Credit: Twitter. @deyeskeyra
Some Twitter users bring up interesting debates regarding the celebration, claiming that young Black people should celebrate that first and then July 4th. A big part of African American identity has to do with honoring the ancestors, and Juneteenth is a great opportunity to reflect upon their many tribulations.
3. For 89 years after Independence Day slavery was still legal.
Credit: Instagram. @hbcubuzz
Let that sink in: for almost nine decades millions of human beings were enslaved, even if the United States had gained its independence. Insta is full of interesting historical facts that are like una cubetada de agua fria, a wake up call that needs to be listed too. BTW, these colors are the Pan-African flag!
4. Following 1865: 89 more years of segregation.
Credit: Instagram. @tayejansberry
Some social media users remind us that the abolition of slavery did not bring equality. It was another 89 years before the civil rights movement gained traction and started to right the wrong of segregation. Yes, Black men and women were “free”, but not free to live where, how and when they wished. MLK and Rosa Parks were still a few decades away.
5. Juneteenth is an opportunity to ask ourselves: what is America?
Credit: Instagram. @delstarr_arts
Particularly in the current political climate, full of divisive opinions, Juneteenth is a good opportunity to question the role of minorities in the country. Artist Del Starr echoes the now legendary video by Childish Gambino in which he enacts several key and often traumatic events of recent Black history.
6. Guess what? Not all states recognize Juneteenth as a holiday.
Credit: Instagram. @thelilynews
It might seem crazy, but the states of Hawaii, Montana, North Dakota and South Dakota do not recognize the date. The first one to recognize it was Texas in 1980. In other states, it is either a state holiday or a day of observance. It is not a federal holiday, however.
7. Juneteenth works to question and quash stereotypes.
Credit: Instagram. @black.is.dope_
Wow, this is a powerful, assertive and totally true statement. For years, African Americans worked for free and today stereotypes harm their communities, but at the same time, job and educational opportunities are statistically lower for Black populations. That is just not OK.
8. Juneteenth is an opportunity to celebrate African heritage!
Credit: Twitter. @NickBattleMusic
African culture has influenced music, fashion and the arts in the United States and the whole continent for centuries. Juneteenth has been used as an opportunity to showcase African roots. Do you know what a dashiki is? Well, it is a gorgeous roomy shirt from West Africa. Get one and celebrate Juneteenth, whatever your ethnicity is.

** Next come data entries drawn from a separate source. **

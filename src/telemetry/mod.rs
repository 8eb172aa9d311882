pub mod config;
pub mod ctx;
pub mod ops;

use std::marker::PhantomData;
use std::time::Instant;

use ctx::{LogCtx, OpMarker};

fn ctx<O: OpMarker>() -> LogCtx<O> {
    LogCtx { json: config::logs_are_json(), started: Instant::now(), _marker: PhantomData }
}

pub fn init() -> LogCtx<ops::init::Init> { ctx() }
pub fn sub() -> LogCtx<ops::sub::Sub> { ctx() }
pub fn sync() -> LogCtx<ops::sync::SyncOp> { ctx() }
pub fn profile() -> LogCtx<ops::profile::Profile> { ctx() }
// In-process stores. Each call holds the lock for its whole mutation, which
// gives the same single-write atomicity the Postgres backends provide.
use std::collections::BTreeMap;
use std::sync::atomic::{AtomicBool, Ordering};
use std::sync::Mutex;

use async_trait::async_trait;

use crate::descriptor::Descriptor;
use crate::error::SyncError;
use crate::profile::Profile;
use crate::subscription::types::Subscription;

use super::{plan_replacement, Materialized, ProfileStore, SubscriptionStore};

struct Table<T> {
    rows: BTreeMap<i64, T>,
    next_id: i64,
}

impl<T> Default for Table<T> {
    fn default() -> Self {
        Table { rows: BTreeMap::new(), next_id: 1 }
    }
}

impl<T> Table<T> {
    fn allocate(&mut self) -> i64 {
        let id = self.next_id;
        self.next_id += 1;
        id
    }
}

#[derive(Default)]
pub struct MemorySubscriptionStore {
    table: Mutex<Table<Subscription>>,
    offline: AtomicBool,
}

impl MemorySubscriptionStore {
    pub fn new() -> Self {
        Self::default()
    }

    /// Simulate an unreachable backend for every subsequent call.
    pub fn set_offline(&self, offline: bool) {
        self.offline.store(offline, Ordering::SeqCst);
    }

    fn check_online(&self) -> Result<(), SyncError> {
        if self.offline.load(Ordering::SeqCst) {
            return Err(SyncError::StorageUnavailable("subscription store offline".to_string()));
        }
        Ok(())
    }
}

#[async_trait]
impl SubscriptionStore for MemorySubscriptionStore {
    async fn create(&self, sub: &Subscription) -> Result<i64, SyncError> {
        self.check_online()?;
        let mut t = self.table.lock().expect("subscription table mutex poisoned");
        let id = t.allocate();
        let mut row = sub.clone();
        row.id = id;
        t.rows.insert(id, row);
        Ok(id)
    }

    async fn update(&self, sub: &Subscription) -> Result<u64, SyncError> {
        self.check_online()?;
        let mut t = self.table.lock().expect("subscription table mutex poisoned");
        match t.rows.get_mut(&sub.id) {
            Some(row) => {
                *row = sub.clone();
                Ok(1)
            }
            None => Ok(0),
        }
    }

    async fn get(&self, id: i64) -> Result<Option<Subscription>, SyncError> {
        self.check_online()?;
        let t = self.table.lock().expect("subscription table mutex poisoned");
        Ok(t.rows.get(&id).cloned())
    }

    async fn delete(&self, id: i64) -> Result<u64, SyncError> {
        self.check_online()?;
        let mut t = self.table.lock().expect("subscription table mutex poisoned");
        Ok(u64::from(t.rows.remove(&id).is_some()))
    }

    async fn list_all(&self) -> Result<Vec<Subscription>, SyncError> {
        self.check_online()?;
        let t = self.table.lock().expect("subscription table mutex poisoned");
        Ok(t.rows.values().cloned().collect())
    }
}

#[derive(Default)]
pub struct MemoryProfileStore {
    table: Mutex<Table<Profile>>,
}

impl MemoryProfileStore {
    pub fn new() -> Self {
        Self::default()
    }

    /// Insert rows directly, bypassing group replacement.
    pub fn seed(&self, descriptors: &[Descriptor]) -> Vec<i64> {
        let mut t = self.table.lock().expect("profile table mutex poisoned");
        descriptors
            .iter()
            .map(|d| {
                let id = t.allocate();
                t.rows.insert(id, Profile { id, descriptor: d.clone() });
                id
            })
            .collect()
    }

    pub fn len(&self) -> usize {
        self.table.lock().expect("profile table mutex poisoned").rows.len()
    }

    pub fn is_empty(&self) -> bool {
        self.len() == 0
    }
}

#[async_trait]
impl ProfileStore for MemoryProfileStore {
    async fn get(&self, id: i64) -> Result<Option<Profile>, SyncError> {
        let t = self.table.lock().expect("profile table mutex poisoned");
        Ok(t.rows.get(&id).cloned())
    }

    async fn list_by_group(&self, group: &str) -> Result<Vec<Profile>, SyncError> {
        let t = self.table.lock().expect("profile table mutex poisoned");
        Ok(t.rows.values().filter(|p| p.descriptor.url_group == group).cloned().collect())
    }

    async fn delete_all(&self, profiles: &[Profile]) -> Result<u64, SyncError> {
        let mut t = self.table.lock().expect("profile table mutex poisoned");
        let removed = profiles.iter().filter(|p| t.rows.remove(&p.id).is_some()).count();
        Ok(removed as u64)
    }

    async fn materialize_for_group(&self, group: &str, descriptors: &[Descriptor]) -> Result<Materialized, SyncError> {
        let mut t = self.table.lock().expect("profile table mutex poisoned");
        let existing: Vec<Profile> = t.rows.values().filter(|p| p.descriptor.url_group == group).cloned().collect();
        let plan = plan_replacement(group, &existing, descriptors);

        for id in &plan.remove {
            t.rows.remove(id);
        }
        for (id, d) in &plan.keep {
            t.rows.insert(*id, Profile { id: *id, descriptor: d.clone() });
        }
        for d in &plan.insert {
            let id = t.allocate();
            t.rows.insert(id, Profile { id, descriptor: d.clone() });
        }
        Ok(plan.summary())
    }
}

9. Juneteenth is a way to express your identity and not follow others como borrego.
Credit: Twitter. @Rickee_Smith3rd
We love this photoshoot of Afro-beauty. The traditional red, black, yellow and green combination looks amazing. Salud for more teenagers like her who are proud of their heritage. Diversity is to be celebrated rather than hidden.
10. City councils are getting it: this needs to be a loud, proud celebration
Credit: Twitter. @wabenews
Atlanta is echando la casa por la ventana from June 14-16. We encourage you to find what your local council is doing and get your pride up and running!

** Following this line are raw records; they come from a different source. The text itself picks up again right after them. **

use std::string::FromUtf8Error;

/// Failures a sync call can surface to its caller.
#[derive(Debug, thiserror::Error)]
pub enum SyncError {
    #[error("transport error: {0}")]
    Transport(String),
    #[error("fetch timed out after {0:?}")]
    Timeout(std::time::Duration),
    #[error("fetch cancelled")]
    Cancelled,
    #[error("decode error: {0}")]
    Decode(String),
    #[error("storage unavailable: {0}")]
    StorageUnavailable(String),
    #[error("storage invariant violated: {0}")]
    StorageInvariantViolation(String),
    #[error("storage error: {0}")]
    Storage(String),
}

impl SyncError {
    /// Split sqlx failures into "backend unreachable" and everything else.
    pub fn from_sqlx(err: sqlx::Error) -> Self {
        match err {
            sqlx::Error::Io(_)
            | sqlx::Error::Tls(_)
            | sqlx::Error::PoolTimedOut
            | sqlx::Error::PoolClosed
            | sqlx::Error::WorkerCrashed => SyncError::StorageUnavailable(err.to_string()),
            other => SyncError::Storage(other.to_string()),
        }
    }

    pub fn is_storage_unavailable(&self) -> bool {
        matches!(self, SyncError::StorageUnavailable(_))
    }
}

impl From<reqwest::Error> for SyncError {
    fn from(err: reqwest::Error) -> Self {
        SyncError::Transport(err.to_string())
    }
}

impl From<base64::DecodeError> for SyncError {
    fn from(err: base64::DecodeError) -> Self {
        SyncError::Decode(err.to_string())
    }
}

impl From<FromUtf8Error> for SyncError {
    fn from(err: FromUtf8Error) -> Self {
        SyncError::Decode(err.to_string())
    }
}
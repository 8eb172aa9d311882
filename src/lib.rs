pub mod descriptor;
pub mod error;
pub mod fetch;
pub mod init;
pub mod output;
pub mod profile;
pub mod store;
pub mod subscription;
pub mod sync;
pub mod telemetry;
pub mod util;

pub use error::SyncError;
pub use sync::{Reconciler, SyncOutcome, UpdateOutcome};
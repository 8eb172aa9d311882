pub mod init;
pub mod sub;
pub mod sync;
pub mod profile;
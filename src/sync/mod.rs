//! Subscription reconciliation.
//!
//! Every call is one sequential pipeline: fetch → parse → decide → persist.
//! Status writes and profile replacement go through separate stores; the
//! only cross-call state lives in those stores.

use std::sync::Arc;

use tokio_util::sync::CancellationToken;
use tracing::Instrument;

use crate::descriptor::{self, ParseContext, Parsed};
use crate::error::SyncError;
use crate::fetch::Fetch;
use crate::store::{Materialized, ProfileStore, SubscriptionStore};
use crate::subscription::types::{SubStatus, Subscription};
use crate::telemetry::{self};
use crate::telemetry::ops::sync::Phase as SyncPhase;

pub mod cap;

#[derive(Debug, Clone, PartialEq, Eq)]
pub struct UpdateOutcome {
    pub status: SubStatus,
    /// Descriptors found in the payload, before any cap.
    pub descriptors: usize,
    /// Size the set was sampled down to, when a cap was binding.
    pub capped_to: Option<usize>,
    /// Profile changes; `None` when the group was left untouched.
    pub materialized: Option<Materialized>,
}

/// Result of one subscription within [`Reconciler::update_all`].
#[derive(Debug)]
pub struct SyncOutcome {
    pub subscription: Subscription,
    pub result: Result<UpdateOutcome, SyncError>,
}

pub struct Reconciler<S, P, F> {
    subs: Arc<S>,
    profiles: Arc<P>,
    fetcher: F,
    ctx: ParseContext,
}

impl<S, P, F> Reconciler<S, P, F>
where
    S: SubscriptionStore,
    P: ProfileStore,
    F: Fetch,
{
    pub fn new(subs: Arc<S>, profiles: Arc<P>, fetcher: F) -> Self {
        Reconciler { subs, profiles, fetcher, ctx: ParseContext::default() }
    }

    pub fn with_context(mut self, ctx: ParseContext) -> Self {
        self.ctx = ctx;
        self
    }

    /// Subscribe to `url`. Returns `None` when nothing was created.
    ///
    /// Creation is user-initiated and retryable, so failures are logged and
    /// folded into `None` instead of being returned.
    pub async fn create(&self, url: &str) -> Option<Subscription> {
        let log = telemetry::sync();
        let url = url.trim();
        if url.is_empty() {
            log.warn("↩️ create skipped: empty url");
            return None;
        }
        match self.try_create(url).await {
            Ok(sub) => sub,
            Err(e) => {
                log.error_kv("❌ subscription not created", [("url", url.to_string()), ("error", e.to_string())]);
                None
            }
        }
    }

    async fn try_create(&self, url: &str) -> Result<Option<Subscription>, SyncError> {
        let log = telemetry::sync();
        let text = self.fetcher.fetch(url).instrument(log.span(&SyncPhase::Fetch)).await?;
        let parsed = self.parse(&text)?;

        let group = match parsed.descriptors.first() {
            None => {
                log.info_kv("↩️ create skipped: no descriptors", [("url", url.to_string())]);
                return Ok(None);
            }
            Some(d) if d.url_group.is_empty() => {
                log.info_kv("↩️ create skipped: descriptors carry no group", [("url", url.to_string())]);
                return Ok(None);
            }
            Some(d) => d.url_group.clone(),
        };

        if self.list().await?.iter().any(|s| s.url_group == group) {
            log.info_kv("↩️ create skipped: group already subscribed", [("group", group)]);
            return Ok(None);
        }

        let mut sub = Subscription::new(url, group);
        sub.id = self.subs.create(&sub).await?;
        log.info_kv("➕ subscription created", [("id", sub.id.to_string()), ("group", sub.url_group.clone())]);

        if let Err(e) = self.reconcile(&mut sub, parsed).await {
            // drop the half-made row so the user can retry the same group
            if let Err(cleanup) = self.subs.delete(sub.id).await {
                log.warn_kv("⚠️ could not remove subscription after failed sync", [("id", sub.id.to_string()), ("error", cleanup.to_string())]);
            }
            return Err(e);
        }
        Ok(Some(sub))
    }

    /// Fetch `sub.url` and reconcile the group against it.
    pub async fn update(&self, sub: &mut Subscription) -> Result<UpdateOutcome, SyncError> {
        self.update_with(sub, None, &CancellationToken::new()).await
    }

    /// Like [`update`](Self::update); firing `cancel` abandons the fetch.
    pub async fn update_cancellable(&self, sub: &mut Subscription, cancel: &CancellationToken) -> Result<UpdateOutcome, SyncError> {
        self.update_with(sub, None, cancel).await
    }

    /// Reconcile against `payload` when the caller already holds the decoded
    /// text, otherwise fetch it.
    pub async fn update_with(&self, sub: &mut Subscription, payload: Option<&str>, cancel: &CancellationToken) -> Result<UpdateOutcome, SyncError> {
        let log = telemetry::sync();
        let parsed = match payload {
            Some(text) => self.parse(text)?,
            None => {
                let text = self.fetcher.fetch_with(&sub.url, cancel).instrument(log.span(&SyncPhase::Fetch)).await?;
                self.parse(&text)?
            }
        };
        self.reconcile(sub, parsed).await
    }

    fn parse(&self, text: &str) -> Result<Parsed, SyncError> {
        let log = telemetry::sync();
        let _s = log.span(&SyncPhase::Parse).entered();
        let parsed = descriptor::parse(text, &self.ctx)?;
        if parsed.skipped > 0 {
            log.warn_kv("⚠️ skipped malformed descriptors", [("skipped", parsed.skipped.to_string())]);
        }
        Ok(parsed)
    }

    async fn reconcile(&self, sub: &mut Subscription, parsed: Parsed) -> Result<UpdateOutcome, SyncError> {
        let log = telemetry::sync();
        let Parsed { descriptors, cap: limit, .. } = parsed;
        let count = descriptors.len();

        let first_group = descriptors.first().map(|d| d.url_group.clone());
        let decide = log.span(&SyncPhase::Decide);
        match first_group {
            None => {
                let removed = self.clear_group(&sub.url_group).instrument(log.span(&SyncPhase::Materialize)).await?;
                sub.status = SubStatus::Empty;
                self.persist(sub).instrument(decide).await?;
                log.status(sub.id, &sub.url_group, sub.status);
                return Ok(UpdateOutcome {
                    status: sub.status,
                    descriptors: 0,
                    capped_to: None,
                    materialized: Some(Materialized { removed: usize::try_from(removed).unwrap_or(usize::MAX), ..Default::default() }),
                });
            }
            Some(g) if g != sub.url_group => {
                log.warn_kv("⚠️ group name changed", [("expected", sub.url_group.clone()), ("found", g)]);
                sub.status = SubStatus::NameChanged;
                self.persist(sub).instrument(decide).await?;
                log.status(sub.id, &sub.url_group, sub.status);
                return Ok(UpdateOutcome { status: sub.status, descriptors: count, capped_to: None, materialized: None });
            }
            Some(_) => {
                sub.status = SubStatus::Normal;
                self.persist(sub).instrument(decide).await?;
                log.status(sub.id, &sub.url_group, sub.status);
            }
        }

        let capped_to = if cap::is_binding(limit, count) { limit } else { None };
        let chosen = {
            let _s = log.span(&SyncPhase::Cap).entered();
            let chosen = cap::apply_cap(descriptors, limit);
            if let Some(n) = capped_to {
                log.info_kv("✂️ cap applied", [("offered", count.to_string()), ("kept", n.to_string())]);
            }
            chosen
        };

        let materialized = self
            .profiles
            .materialize_for_group(&sub.url_group, &chosen)
            .instrument(log.span(&SyncPhase::Materialize))
            .await?;
        log.info_kv(
            "✅ profiles replaced",
            [
                ("group", sub.url_group.clone()),
                ("kept", materialized.kept.to_string()),
                ("inserted", materialized.inserted.to_string()),
                ("removed", materialized.removed.to_string()),
            ],
        );

        Ok(UpdateOutcome { status: sub.status, descriptors: count, capped_to, materialized: Some(materialized) })
    }

    /// Update every stored subscription, one at a time.
    ///
    /// A failing subscription is marked `NETWORK_ERROR` and reported in its
    /// own outcome; the rest of the batch still runs.
    pub async fn update_all(&self) -> Result<Vec<SyncOutcome>, SyncError> {
        let log = telemetry::sync();
        let subs = self.list().await?;
        let mut outcomes = Vec::with_capacity(subs.len());

        for mut sub in subs {
            let span = log.span(&SyncPhase::Subscription);
            let result = self.update(&mut sub).instrument(span).await;
            if let Err(e) = &result {
                log.warn_kv("⚠️ update failed", [("id", sub.id.to_string()), ("url", sub.url.clone()), ("error", e.to_string())]);
                log.debug_kv("marking subscription", [("id", sub.id.to_string()), ("previous", sub.status.label().to_string())]);
                sub.status = SubStatus::NetworkError;
                match self.persist(&sub).await {
                    Ok(()) => log.status(sub.id, &sub.url_group, sub.status),
                    Err(pe) => log.error_kv("❌ could not record NETWORK_ERROR", [("id", sub.id.to_string()), ("error", pe.to_string())]),
                }
            }
            outcomes.push(SyncOutcome { subscription: sub, result });
        }

        let failed = outcomes.iter().filter(|o| o.result.is_err()).count();
        log.batch_totals(outcomes.len(), failed);
        Ok(outcomes)
    }

    /// Delete a subscription together with its group's profiles.
    /// Returns the number of profiles removed, or `None` if `id` is unknown.
    pub async fn delete(&self, id: i64) -> Result<Option<u64>, SyncError> {
        let log = telemetry::sync();
        let Some(sub) = self.get(id).await? else { return Ok(None) };
        let removed = self.clear_group(&sub.url_group).await?;
        let rows = self.subs.delete(id).await?;
        if rows != 1 {
            return Err(SyncError::StorageInvariantViolation(format!("expected to delete 1 subscription row for id={}, deleted {}", id, rows)));
        }
        log.info_kv("🗑️ subscription deleted", [("id", id.to_string()), ("profiles", removed.to_string())]);
        Ok(Some(removed))
    }

    /// Look up one subscription. Query failures other than an unreachable
    /// backend are logged and read as "absent".
    pub async fn get(&self, id: i64) -> Result<Option<Subscription>, SyncError> {
        match self.subs.get(id).await {
            Ok(sub) => Ok(sub),
            Err(e) if e.is_storage_unavailable() => Err(e),
            Err(e) => {
                telemetry::sync().warn_kv("⚠️ subscription lookup failed", [("id", id.to_string()), ("error", e.to_string())]);
                Ok(None)
            }
        }
    }

    /// All subscriptions, with the same error policy as [`get`](Self::get).
    pub async fn list(&self) -> Result<Vec<Subscription>, SyncError> {
        match self.subs.list_all().await {
            Ok(subs) => Ok(subs),
            Err(e) if e.is_storage_unavailable() => Err(e),
            Err(e) => {
                telemetry::sync().warn_kv("⚠️ subscription listing failed", [("error", e.to_string())]);
                Ok(Vec::new())
            }
        }
    }

    async fn clear_group(&self, group: &str) -> Result<u64, SyncError> {
        let profiles = self.profiles.list_by_group(group).await?;
        self.profiles.delete_all(&profiles).await
    }

    async fn persist(&self, sub: &Subscription) -> Result<(), SyncError> {
        let log = telemetry::sync();
        let rows = self.subs.update(sub).instrument(log.span(&SyncPhase::Persist)).await?;
        if rows != 1 {
            return Err(SyncError::StorageInvariantViolation(format!("expected to update 1 subscription row for id={}, updated {}", sub.id, rows)));
        }
        Ok(())
    }
}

11. Black politicians are a testament to the progress that has been made.
Credit: Twitter. @MayorByronBrown
Black men and women who have been elected into a position of power have made sure that Black identity is celebrated. Byron Brown, Buffalo’s first African American mayor, raised the Pan-African flag as part of the Juneteenth Festival.
12. Cultural institutions also work as a hub for all things Juneteenth.

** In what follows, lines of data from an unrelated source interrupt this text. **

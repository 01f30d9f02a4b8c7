use serde_json::Value;

/// A single matrix row. Cells are JSON values so the JSON input variant can
/// carry non-integer entries, which the converter passes through untouched.
pub type Row = Vec<Value>;

/// Rows are independently sized; jagged matrices are permitted.
pub type Matrix = Vec<Row>;

#[derive(Debug, Clone)]
pub struct BrewResult {
    pub converted: Matrix,
    pub json_output: String,
    pub card_output: String,
}
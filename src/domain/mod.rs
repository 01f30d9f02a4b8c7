// Domain layer: core models and ports (interfaces). No external dependencies
// beyond std/serde_json where needed.

pub mod model;
pub mod ports;
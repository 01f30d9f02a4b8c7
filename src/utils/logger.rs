use tracing_subscriber::{layer::SubscriberExt, util::SubscriberInitExt, EnvFilter};

pub fn init_cli_logger(verbose: bool) {
    let filter = if verbose {
        EnvFilter::try_from_default_env()
            .unwrap_or_else(|_| EnvFilter::new("vowel_brew=debug,info"))
    } else {
        EnvFilter::try_from_default_env().unwrap_or_else(|_| EnvFilter::new("vowel_brew=info"))
    };

    tracing_subscriber::registry()
        .with(filter)
        .with(
            tracing_subscriber::fmt::layer()
                .with_target(false)
                .with_thread_ids(false)
                .with_file(false)
                .with_line_number(false)
                .compact(),
        )
        .init();
}
use crate::domain::model::{BrewResult, Matrix};
use crate::utils::error::Result;
use async_trait::async_trait;

pub trait Storage: Send + Sync {
    fn read_file(&self, path: &str) -> impl std::future::Future<Output = Result<Vec<u8>>> + Send;
    fn write_file(
        &self,
        path: &str,
        data: &[u8],
    ) -> impl std::future::Future<Output = Result<()>> + Send;
}

pub trait ConfigProvider: Send + Sync {
    /// "rows" (comma-separated lines) or "json" (a 2D array document).
    fn input_format(&self) -> &str;
    fn rows(&self) -> &[String];
    fn json_text(&self) -> Option<&str>;
    fn input_file(&self) -> Option<&str>;
    /// "json" or "cards".
    fn output_format(&self) -> &str;
    fn output_path(&self) -> Option<&str>;
    fn brew_delay_ms(&self) -> u64;
}

#[async_trait]
pub trait Pipeline: Send + Sync {
    async fn extract(&self) -> Result<Matrix>;
    async fn transform(&self, matrix: Matrix) -> Result<BrewResult>;
    async fn load(&self, result: BrewResult) -> Result<String>;
}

Credit: Twitter. @mfaboston
Check your local museum’s webpage for Juneteenth events. The Museum of Fine Arts in Boston, for example, is hosting an incredible festival. No te lo puedes perder.
13. A happy coincidence: Pride Month and Juneteenth go hand in hand!
Credit: Twitter. @mixxmomma
In one of those cases in which the stars align, Juneteenth and Pride Month are so close together that Black queers have taken it as an opportunity to double their celebration of pride. It is ALWAYS a good idea to scream to the world: “This is who we are and we love it!”.